--- Data for this exercise Enclosed Below ---

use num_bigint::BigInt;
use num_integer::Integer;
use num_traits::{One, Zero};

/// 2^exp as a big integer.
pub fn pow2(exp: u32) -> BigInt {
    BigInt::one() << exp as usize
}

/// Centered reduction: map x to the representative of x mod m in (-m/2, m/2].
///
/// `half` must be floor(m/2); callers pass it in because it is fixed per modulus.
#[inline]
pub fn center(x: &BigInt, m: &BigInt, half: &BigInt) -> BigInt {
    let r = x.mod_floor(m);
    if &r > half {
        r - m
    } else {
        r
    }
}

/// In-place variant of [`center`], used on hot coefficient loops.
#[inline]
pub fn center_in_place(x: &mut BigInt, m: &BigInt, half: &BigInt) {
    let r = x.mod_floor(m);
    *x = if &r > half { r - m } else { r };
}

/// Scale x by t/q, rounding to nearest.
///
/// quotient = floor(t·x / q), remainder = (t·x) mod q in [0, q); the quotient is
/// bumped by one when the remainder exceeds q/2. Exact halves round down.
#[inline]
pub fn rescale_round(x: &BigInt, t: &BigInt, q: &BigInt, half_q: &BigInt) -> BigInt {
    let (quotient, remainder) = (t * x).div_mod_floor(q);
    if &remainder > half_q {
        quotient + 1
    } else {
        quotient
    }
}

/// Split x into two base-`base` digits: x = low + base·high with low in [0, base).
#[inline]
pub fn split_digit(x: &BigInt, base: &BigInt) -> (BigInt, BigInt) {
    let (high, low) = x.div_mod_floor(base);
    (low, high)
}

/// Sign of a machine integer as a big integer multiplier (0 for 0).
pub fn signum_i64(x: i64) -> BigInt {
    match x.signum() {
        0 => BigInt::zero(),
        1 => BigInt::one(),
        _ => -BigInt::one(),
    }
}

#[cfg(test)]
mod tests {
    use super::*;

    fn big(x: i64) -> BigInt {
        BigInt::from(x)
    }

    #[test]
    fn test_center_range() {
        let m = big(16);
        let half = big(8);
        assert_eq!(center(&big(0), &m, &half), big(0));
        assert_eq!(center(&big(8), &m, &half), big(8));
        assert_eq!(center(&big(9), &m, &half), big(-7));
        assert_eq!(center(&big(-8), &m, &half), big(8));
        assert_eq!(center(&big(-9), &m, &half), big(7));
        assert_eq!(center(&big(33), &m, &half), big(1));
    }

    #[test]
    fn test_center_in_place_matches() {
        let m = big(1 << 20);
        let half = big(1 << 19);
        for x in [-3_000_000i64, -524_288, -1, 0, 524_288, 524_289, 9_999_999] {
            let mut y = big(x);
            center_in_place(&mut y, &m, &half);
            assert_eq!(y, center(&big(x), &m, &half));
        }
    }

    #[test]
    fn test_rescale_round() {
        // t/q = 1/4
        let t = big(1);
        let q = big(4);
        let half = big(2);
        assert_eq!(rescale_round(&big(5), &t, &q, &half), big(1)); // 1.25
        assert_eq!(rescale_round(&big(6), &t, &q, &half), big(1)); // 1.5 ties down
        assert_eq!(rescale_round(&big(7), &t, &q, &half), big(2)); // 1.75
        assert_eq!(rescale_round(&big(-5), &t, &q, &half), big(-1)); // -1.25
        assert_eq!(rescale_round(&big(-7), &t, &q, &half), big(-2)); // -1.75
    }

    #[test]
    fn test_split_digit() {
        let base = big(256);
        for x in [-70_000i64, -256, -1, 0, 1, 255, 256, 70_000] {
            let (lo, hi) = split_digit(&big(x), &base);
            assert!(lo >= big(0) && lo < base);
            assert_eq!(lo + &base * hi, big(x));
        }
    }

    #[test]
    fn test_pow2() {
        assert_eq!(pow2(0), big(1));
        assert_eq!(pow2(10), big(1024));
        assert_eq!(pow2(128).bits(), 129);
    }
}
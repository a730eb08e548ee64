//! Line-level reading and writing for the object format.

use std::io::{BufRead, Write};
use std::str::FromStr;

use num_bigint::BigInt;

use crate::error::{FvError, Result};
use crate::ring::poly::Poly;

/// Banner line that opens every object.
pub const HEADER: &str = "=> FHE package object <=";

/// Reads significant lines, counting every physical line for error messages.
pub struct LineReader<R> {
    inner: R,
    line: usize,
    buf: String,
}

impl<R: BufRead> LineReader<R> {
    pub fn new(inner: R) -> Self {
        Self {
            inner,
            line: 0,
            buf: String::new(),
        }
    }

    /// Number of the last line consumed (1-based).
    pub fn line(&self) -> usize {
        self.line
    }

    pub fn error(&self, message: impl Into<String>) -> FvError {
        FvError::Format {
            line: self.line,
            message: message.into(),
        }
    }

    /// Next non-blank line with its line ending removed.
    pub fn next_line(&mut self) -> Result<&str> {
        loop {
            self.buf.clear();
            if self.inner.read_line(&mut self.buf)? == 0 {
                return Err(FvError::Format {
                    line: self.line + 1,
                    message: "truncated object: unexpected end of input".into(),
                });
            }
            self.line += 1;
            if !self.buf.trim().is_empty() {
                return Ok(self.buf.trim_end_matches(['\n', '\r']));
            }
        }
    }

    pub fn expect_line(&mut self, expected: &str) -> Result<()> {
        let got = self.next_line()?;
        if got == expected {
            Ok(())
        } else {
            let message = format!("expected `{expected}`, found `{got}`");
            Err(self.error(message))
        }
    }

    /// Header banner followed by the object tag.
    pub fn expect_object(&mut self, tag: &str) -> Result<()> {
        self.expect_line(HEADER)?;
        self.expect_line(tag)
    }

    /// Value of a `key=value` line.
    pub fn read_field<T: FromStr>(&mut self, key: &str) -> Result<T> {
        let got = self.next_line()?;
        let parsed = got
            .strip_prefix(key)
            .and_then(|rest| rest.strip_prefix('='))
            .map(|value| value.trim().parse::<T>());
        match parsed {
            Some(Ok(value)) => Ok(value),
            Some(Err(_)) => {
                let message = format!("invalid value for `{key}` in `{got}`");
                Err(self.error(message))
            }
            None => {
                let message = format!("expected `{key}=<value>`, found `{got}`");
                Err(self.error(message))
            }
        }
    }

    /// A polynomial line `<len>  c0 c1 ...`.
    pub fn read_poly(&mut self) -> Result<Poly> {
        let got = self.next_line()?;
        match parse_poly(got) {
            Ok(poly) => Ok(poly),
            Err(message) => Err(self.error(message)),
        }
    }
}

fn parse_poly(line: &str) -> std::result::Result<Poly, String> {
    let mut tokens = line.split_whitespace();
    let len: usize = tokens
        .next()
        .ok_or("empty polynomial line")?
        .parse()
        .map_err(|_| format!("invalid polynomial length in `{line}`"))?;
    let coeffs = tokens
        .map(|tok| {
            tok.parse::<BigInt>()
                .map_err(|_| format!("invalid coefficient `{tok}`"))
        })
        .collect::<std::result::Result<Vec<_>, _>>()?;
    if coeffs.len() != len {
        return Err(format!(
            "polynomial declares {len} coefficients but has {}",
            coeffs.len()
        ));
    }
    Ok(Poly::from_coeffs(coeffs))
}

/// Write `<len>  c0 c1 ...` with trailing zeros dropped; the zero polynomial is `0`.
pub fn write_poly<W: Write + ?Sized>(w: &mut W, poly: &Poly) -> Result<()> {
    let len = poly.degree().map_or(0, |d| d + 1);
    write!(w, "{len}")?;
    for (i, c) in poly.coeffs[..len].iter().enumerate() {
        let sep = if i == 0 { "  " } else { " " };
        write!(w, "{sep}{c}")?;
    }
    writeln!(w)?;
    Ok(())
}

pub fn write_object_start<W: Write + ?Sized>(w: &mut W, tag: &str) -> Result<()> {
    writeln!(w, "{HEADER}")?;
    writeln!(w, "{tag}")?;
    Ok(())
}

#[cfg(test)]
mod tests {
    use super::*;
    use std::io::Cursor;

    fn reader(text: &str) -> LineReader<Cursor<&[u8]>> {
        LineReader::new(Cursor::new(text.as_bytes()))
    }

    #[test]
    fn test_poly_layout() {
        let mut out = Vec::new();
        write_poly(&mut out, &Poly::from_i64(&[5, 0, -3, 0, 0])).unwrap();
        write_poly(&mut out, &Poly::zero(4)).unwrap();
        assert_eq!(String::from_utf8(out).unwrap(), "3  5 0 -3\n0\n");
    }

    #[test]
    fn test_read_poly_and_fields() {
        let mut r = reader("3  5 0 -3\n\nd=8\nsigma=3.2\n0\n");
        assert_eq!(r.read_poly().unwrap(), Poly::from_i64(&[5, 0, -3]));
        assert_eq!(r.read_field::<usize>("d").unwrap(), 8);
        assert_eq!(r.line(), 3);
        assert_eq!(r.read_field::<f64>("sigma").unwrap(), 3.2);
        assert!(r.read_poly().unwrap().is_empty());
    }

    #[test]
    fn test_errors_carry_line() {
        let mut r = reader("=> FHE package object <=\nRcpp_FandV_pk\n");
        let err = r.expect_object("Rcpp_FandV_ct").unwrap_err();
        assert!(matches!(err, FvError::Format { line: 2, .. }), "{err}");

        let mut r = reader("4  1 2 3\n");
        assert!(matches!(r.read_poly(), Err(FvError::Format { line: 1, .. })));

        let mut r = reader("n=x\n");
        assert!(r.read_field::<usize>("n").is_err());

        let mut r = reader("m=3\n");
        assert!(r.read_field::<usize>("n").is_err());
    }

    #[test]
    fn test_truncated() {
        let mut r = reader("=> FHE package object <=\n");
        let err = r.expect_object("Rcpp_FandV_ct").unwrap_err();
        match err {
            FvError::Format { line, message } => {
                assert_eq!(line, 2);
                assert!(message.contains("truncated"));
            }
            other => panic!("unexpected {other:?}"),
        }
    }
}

--- End of Enclosed Data for this exercise ---

Work request:
Go through the entries above and copy each line holding the string "Result".

Solution to this task:
use crate::error::{FvError, Result};
    pub fn next_line(&mut self) -> Result<&str> {
    pub fn expect_line(&mut self, expected: &str) -> Result<()> {
    pub fn expect_object(&mut self, tag: &str) -> Result<()> {
    pub fn read_field<T: FromStr>(&mut self, key: &str) -> Result<T> {
    pub fn read_poly(&mut self) -> Result<Poly> {
fn parse_poly(line: &str) -> std::result::Result<Poly, String> {
        .collect::<std::result::Result<Vec<_>, _>>()?;
pub fn write_poly<W: Write + ?Sized>(w: &mut W, poly: &Poly) -> Result<()> {
pub fn write_object_start<W: Write + ?Sized>(w: &mut W, tag: &str) -> Result<()> {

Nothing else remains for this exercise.